### Provided records
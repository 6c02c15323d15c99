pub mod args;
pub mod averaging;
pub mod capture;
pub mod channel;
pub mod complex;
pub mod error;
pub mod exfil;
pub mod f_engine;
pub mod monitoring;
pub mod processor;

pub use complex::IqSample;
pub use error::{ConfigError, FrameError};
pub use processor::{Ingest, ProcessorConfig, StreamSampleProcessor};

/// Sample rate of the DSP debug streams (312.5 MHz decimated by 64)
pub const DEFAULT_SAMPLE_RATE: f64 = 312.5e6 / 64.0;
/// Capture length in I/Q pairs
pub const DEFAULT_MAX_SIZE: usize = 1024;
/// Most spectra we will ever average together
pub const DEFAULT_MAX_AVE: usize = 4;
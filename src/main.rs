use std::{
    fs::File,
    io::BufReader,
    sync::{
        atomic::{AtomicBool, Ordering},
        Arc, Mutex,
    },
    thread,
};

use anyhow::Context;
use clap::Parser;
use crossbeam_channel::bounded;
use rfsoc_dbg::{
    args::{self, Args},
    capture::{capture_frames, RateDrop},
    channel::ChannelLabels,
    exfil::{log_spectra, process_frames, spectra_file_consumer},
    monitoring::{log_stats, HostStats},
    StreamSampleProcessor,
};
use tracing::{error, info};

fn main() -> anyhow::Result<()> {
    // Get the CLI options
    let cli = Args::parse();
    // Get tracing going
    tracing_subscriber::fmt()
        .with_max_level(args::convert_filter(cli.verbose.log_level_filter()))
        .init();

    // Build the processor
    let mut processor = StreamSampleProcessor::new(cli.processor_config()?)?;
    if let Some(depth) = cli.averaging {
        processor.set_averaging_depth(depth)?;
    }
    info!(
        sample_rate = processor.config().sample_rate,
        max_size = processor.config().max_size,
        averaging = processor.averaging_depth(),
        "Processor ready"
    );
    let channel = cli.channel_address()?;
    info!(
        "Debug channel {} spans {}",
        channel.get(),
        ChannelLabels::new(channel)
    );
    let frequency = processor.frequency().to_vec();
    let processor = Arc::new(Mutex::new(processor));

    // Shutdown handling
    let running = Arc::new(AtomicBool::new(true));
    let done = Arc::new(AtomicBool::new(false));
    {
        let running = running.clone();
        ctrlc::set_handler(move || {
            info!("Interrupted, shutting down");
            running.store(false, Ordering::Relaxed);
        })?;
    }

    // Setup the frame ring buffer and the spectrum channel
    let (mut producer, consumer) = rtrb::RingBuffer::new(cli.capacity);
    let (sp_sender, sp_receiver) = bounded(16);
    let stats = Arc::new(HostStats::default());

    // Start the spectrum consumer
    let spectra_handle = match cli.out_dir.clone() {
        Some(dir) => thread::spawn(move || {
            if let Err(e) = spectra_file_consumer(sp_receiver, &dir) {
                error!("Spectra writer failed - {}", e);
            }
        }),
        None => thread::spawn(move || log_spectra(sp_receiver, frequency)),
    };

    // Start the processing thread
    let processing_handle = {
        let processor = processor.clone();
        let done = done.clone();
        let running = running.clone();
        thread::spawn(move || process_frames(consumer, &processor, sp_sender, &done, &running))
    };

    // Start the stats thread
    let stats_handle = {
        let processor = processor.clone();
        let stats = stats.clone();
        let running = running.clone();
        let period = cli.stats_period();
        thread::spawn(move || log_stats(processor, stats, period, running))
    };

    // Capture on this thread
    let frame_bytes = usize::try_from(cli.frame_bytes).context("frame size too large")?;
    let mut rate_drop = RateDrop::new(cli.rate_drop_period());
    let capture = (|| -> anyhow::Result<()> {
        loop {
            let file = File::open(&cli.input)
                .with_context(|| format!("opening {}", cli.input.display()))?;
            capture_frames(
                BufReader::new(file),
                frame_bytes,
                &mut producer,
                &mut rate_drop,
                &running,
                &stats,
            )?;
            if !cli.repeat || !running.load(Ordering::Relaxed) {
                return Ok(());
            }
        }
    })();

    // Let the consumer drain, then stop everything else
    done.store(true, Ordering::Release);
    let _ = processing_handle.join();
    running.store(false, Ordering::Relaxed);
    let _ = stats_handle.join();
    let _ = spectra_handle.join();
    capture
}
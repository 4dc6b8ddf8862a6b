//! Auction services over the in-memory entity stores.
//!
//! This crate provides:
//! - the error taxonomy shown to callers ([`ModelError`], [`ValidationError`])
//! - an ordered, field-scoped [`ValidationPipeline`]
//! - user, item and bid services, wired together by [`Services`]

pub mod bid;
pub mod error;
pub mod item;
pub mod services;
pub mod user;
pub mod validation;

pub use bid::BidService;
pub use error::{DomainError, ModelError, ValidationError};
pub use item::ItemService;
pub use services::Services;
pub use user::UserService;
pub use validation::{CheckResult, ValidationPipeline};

---

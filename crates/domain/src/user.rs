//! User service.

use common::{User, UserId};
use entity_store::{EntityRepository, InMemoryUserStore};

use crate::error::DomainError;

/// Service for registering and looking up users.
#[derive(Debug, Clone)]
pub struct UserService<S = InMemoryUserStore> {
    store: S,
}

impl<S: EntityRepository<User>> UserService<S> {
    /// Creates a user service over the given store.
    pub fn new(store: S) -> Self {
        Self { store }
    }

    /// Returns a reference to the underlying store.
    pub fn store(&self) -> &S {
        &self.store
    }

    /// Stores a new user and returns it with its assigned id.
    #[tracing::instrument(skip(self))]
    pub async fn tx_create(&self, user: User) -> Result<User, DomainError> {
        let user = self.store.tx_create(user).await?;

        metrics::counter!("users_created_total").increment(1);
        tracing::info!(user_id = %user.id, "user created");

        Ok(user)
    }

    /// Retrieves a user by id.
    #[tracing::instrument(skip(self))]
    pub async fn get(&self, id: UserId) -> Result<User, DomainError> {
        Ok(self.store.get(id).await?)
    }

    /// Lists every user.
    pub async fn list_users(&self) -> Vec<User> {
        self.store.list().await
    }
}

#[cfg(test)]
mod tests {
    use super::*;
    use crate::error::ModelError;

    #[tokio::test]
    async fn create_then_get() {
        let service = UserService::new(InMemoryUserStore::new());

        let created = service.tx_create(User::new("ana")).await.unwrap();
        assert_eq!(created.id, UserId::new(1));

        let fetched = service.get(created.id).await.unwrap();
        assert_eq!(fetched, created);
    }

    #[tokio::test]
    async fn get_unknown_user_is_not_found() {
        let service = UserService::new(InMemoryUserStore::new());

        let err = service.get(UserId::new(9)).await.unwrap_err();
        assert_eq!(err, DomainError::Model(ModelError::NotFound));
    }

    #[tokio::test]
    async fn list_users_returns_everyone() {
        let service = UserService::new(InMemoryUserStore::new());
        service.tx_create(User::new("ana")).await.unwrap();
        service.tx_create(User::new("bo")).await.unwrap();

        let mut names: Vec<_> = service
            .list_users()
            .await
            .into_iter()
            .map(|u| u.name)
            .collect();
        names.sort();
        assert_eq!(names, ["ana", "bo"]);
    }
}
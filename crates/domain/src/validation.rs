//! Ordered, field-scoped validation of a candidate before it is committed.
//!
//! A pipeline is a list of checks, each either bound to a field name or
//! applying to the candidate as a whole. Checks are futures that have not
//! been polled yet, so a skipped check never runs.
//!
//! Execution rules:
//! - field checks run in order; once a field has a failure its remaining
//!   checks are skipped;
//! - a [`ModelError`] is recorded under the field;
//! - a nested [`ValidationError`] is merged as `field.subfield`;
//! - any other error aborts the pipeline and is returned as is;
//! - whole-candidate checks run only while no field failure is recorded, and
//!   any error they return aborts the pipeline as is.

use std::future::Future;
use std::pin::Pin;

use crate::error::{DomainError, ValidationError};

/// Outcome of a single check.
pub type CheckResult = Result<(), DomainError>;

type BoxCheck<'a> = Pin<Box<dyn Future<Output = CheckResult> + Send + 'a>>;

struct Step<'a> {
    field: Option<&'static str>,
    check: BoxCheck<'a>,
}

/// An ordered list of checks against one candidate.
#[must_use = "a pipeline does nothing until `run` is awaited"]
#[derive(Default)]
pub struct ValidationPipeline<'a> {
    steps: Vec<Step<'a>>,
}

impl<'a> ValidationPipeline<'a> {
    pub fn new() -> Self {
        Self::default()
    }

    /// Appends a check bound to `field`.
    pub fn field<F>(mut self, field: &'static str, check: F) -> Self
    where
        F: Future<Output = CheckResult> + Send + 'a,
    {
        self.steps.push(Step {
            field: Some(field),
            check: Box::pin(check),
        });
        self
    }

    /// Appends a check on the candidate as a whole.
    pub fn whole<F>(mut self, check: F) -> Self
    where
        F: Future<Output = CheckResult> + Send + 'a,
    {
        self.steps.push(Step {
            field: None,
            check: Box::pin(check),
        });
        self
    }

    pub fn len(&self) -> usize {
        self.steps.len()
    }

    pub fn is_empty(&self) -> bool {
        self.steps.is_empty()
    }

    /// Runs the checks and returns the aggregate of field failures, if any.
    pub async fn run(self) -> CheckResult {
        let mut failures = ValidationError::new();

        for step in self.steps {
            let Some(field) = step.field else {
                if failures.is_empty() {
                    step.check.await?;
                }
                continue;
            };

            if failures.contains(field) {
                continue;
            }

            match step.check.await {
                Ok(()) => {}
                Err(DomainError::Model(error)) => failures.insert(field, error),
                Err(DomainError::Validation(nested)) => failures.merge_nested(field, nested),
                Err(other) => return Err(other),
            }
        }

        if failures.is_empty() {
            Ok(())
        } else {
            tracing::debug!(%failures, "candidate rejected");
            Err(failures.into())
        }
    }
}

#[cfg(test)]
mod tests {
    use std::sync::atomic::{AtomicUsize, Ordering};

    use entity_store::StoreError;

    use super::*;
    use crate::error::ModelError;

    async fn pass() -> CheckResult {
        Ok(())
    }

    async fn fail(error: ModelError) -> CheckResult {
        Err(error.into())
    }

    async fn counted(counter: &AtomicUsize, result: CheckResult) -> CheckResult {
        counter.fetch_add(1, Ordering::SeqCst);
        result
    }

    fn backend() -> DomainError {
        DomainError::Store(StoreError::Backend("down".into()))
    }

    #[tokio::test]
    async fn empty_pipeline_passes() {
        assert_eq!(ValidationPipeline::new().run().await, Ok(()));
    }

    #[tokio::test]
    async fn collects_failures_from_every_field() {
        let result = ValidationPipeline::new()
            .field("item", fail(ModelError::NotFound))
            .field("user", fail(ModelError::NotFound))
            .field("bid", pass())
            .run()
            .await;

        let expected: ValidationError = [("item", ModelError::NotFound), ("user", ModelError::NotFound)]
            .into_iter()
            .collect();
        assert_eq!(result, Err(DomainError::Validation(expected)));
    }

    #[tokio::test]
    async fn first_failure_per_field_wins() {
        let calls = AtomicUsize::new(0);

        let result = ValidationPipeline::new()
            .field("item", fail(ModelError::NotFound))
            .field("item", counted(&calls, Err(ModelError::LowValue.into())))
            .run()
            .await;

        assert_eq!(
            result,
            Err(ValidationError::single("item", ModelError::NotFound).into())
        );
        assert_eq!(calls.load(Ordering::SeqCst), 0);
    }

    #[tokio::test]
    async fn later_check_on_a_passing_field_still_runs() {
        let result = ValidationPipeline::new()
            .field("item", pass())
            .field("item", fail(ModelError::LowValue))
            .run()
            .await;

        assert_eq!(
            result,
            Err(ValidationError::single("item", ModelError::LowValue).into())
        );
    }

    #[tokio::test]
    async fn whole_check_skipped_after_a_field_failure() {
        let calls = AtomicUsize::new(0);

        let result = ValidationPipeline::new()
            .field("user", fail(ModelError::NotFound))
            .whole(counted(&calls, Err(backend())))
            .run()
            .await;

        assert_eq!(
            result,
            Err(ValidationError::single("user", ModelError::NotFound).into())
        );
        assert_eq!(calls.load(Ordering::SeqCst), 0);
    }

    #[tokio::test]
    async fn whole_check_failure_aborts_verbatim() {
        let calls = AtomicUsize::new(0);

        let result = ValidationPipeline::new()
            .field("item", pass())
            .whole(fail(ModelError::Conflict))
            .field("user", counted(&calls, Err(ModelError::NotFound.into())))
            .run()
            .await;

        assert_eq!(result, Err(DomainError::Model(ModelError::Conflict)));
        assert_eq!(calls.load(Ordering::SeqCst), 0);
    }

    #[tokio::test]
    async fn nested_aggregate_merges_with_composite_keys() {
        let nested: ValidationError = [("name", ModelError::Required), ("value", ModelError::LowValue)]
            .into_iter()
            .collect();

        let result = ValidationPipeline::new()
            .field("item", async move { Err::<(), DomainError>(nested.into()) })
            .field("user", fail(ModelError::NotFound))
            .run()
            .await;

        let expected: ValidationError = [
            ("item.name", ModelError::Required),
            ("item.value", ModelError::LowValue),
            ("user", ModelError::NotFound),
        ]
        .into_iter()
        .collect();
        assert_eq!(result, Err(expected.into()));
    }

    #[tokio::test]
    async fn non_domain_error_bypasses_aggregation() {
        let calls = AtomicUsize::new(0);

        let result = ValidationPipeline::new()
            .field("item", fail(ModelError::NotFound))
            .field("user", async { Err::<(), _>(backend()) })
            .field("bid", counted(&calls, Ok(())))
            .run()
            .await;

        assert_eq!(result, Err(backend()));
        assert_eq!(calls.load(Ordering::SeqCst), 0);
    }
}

...

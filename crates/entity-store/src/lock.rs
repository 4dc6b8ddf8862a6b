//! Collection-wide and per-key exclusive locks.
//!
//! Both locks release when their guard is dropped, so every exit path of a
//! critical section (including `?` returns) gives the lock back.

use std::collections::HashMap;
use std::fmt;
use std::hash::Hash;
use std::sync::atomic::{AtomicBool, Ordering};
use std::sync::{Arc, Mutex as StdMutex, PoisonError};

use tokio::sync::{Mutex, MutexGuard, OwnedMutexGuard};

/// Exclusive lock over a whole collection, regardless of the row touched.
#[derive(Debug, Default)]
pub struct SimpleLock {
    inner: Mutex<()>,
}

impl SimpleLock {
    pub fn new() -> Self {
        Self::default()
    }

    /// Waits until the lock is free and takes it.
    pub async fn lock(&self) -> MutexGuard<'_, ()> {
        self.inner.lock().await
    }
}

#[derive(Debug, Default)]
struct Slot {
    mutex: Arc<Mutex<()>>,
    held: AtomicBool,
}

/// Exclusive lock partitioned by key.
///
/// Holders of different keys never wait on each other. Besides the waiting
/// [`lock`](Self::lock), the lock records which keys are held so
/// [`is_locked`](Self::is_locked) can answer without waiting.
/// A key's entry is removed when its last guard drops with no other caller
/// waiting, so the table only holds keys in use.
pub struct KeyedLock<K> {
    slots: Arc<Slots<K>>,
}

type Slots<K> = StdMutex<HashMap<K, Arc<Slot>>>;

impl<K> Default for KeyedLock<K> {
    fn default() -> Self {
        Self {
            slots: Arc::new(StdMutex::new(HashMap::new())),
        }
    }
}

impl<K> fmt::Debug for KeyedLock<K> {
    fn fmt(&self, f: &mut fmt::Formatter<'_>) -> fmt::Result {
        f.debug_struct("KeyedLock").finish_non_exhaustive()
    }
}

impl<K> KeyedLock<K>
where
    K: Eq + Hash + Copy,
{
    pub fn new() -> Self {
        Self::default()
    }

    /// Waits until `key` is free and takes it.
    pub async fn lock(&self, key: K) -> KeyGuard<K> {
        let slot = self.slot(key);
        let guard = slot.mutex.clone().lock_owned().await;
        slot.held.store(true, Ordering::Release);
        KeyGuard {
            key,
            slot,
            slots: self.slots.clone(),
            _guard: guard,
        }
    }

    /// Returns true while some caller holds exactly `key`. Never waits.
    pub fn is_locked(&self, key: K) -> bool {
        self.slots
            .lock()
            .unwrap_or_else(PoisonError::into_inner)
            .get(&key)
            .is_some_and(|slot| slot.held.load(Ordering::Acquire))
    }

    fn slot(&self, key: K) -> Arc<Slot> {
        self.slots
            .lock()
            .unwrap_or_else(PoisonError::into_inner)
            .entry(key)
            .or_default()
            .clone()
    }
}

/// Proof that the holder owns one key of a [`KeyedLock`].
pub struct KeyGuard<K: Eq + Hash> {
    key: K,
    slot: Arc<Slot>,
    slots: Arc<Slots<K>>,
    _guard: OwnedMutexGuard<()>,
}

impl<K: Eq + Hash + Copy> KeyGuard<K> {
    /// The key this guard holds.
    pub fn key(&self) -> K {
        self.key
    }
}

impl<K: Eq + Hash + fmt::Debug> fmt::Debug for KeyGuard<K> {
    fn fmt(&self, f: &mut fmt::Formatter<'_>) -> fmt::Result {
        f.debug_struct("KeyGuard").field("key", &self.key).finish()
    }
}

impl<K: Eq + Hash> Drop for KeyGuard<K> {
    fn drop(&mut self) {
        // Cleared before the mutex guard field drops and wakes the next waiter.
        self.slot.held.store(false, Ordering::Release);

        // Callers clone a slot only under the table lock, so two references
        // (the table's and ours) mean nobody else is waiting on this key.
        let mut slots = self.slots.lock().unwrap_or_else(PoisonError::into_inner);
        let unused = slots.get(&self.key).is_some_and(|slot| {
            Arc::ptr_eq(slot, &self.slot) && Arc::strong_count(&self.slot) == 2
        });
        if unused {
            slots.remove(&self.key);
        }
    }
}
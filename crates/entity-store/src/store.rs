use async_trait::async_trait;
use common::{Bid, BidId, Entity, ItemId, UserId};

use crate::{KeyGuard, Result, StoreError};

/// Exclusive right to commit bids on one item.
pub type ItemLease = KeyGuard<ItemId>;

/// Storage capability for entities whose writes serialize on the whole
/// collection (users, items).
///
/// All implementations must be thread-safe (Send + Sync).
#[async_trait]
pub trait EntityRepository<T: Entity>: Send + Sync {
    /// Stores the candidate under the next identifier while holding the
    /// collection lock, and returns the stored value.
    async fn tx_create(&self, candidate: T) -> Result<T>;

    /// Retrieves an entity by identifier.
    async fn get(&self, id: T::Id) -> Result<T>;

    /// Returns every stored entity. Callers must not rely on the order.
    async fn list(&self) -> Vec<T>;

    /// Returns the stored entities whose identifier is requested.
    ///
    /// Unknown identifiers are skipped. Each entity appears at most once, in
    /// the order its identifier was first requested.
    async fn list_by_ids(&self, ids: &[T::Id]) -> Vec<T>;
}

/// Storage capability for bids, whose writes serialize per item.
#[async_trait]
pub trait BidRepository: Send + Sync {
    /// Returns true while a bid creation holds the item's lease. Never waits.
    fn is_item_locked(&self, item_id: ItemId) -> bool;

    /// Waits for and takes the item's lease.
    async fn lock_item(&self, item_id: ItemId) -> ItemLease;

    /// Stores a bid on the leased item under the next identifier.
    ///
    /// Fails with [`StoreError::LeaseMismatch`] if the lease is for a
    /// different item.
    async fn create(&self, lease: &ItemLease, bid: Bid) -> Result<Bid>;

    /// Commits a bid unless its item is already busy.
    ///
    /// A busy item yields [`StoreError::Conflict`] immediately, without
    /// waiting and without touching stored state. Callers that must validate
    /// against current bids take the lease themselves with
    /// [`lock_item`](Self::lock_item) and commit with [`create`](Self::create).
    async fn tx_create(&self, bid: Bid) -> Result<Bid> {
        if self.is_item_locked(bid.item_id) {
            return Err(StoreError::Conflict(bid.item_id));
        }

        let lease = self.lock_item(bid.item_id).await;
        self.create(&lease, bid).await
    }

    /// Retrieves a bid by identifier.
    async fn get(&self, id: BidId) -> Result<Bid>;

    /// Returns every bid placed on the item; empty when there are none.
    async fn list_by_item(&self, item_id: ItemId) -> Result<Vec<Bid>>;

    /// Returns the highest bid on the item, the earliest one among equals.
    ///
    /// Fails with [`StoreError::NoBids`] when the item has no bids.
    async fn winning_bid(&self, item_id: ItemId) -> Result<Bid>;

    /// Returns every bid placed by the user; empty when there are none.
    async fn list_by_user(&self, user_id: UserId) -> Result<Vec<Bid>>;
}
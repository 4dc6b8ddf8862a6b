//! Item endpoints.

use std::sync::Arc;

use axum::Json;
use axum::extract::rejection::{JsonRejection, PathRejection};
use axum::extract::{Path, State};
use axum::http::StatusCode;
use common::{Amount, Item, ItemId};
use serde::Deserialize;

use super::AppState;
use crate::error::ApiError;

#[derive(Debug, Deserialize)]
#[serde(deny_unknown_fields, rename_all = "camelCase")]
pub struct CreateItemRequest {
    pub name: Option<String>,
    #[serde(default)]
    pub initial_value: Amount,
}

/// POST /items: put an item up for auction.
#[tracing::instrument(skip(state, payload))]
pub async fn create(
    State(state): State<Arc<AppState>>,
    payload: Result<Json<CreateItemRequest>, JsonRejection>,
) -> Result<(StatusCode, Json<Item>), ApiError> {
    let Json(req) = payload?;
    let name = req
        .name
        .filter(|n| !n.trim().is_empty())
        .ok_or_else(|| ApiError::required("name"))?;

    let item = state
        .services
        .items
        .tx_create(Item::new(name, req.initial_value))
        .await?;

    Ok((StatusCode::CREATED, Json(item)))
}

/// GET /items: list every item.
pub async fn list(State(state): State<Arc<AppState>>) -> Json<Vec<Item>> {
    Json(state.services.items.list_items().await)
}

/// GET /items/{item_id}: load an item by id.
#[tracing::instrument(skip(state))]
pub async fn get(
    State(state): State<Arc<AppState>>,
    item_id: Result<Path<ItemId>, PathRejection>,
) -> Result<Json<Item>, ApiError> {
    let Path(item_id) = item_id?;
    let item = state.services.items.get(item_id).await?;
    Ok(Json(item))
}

### Prompt
Print exactly the lines above, between the one holding "repository 6c02c15323d15c99" and the one holding "decimated by 64)", inclusive, and nothing besides.

### Solution
repository 6c02c15323d15c99
pub mod args;
pub mod averaging;
pub mod capture;
pub mod channel;
pub mod complex;
pub mod error;
pub mod exfil;
pub mod f_engine;
pub mod monitoring;
pub mod processor;

pub use complex::IqSample;
pub use error::{ConfigError, FrameError};
pub use processor::{Ingest, ProcessorConfig, StreamSampleProcessor};

/// Sample rate of the DSP debug streams (312.5 MHz decimated by 64)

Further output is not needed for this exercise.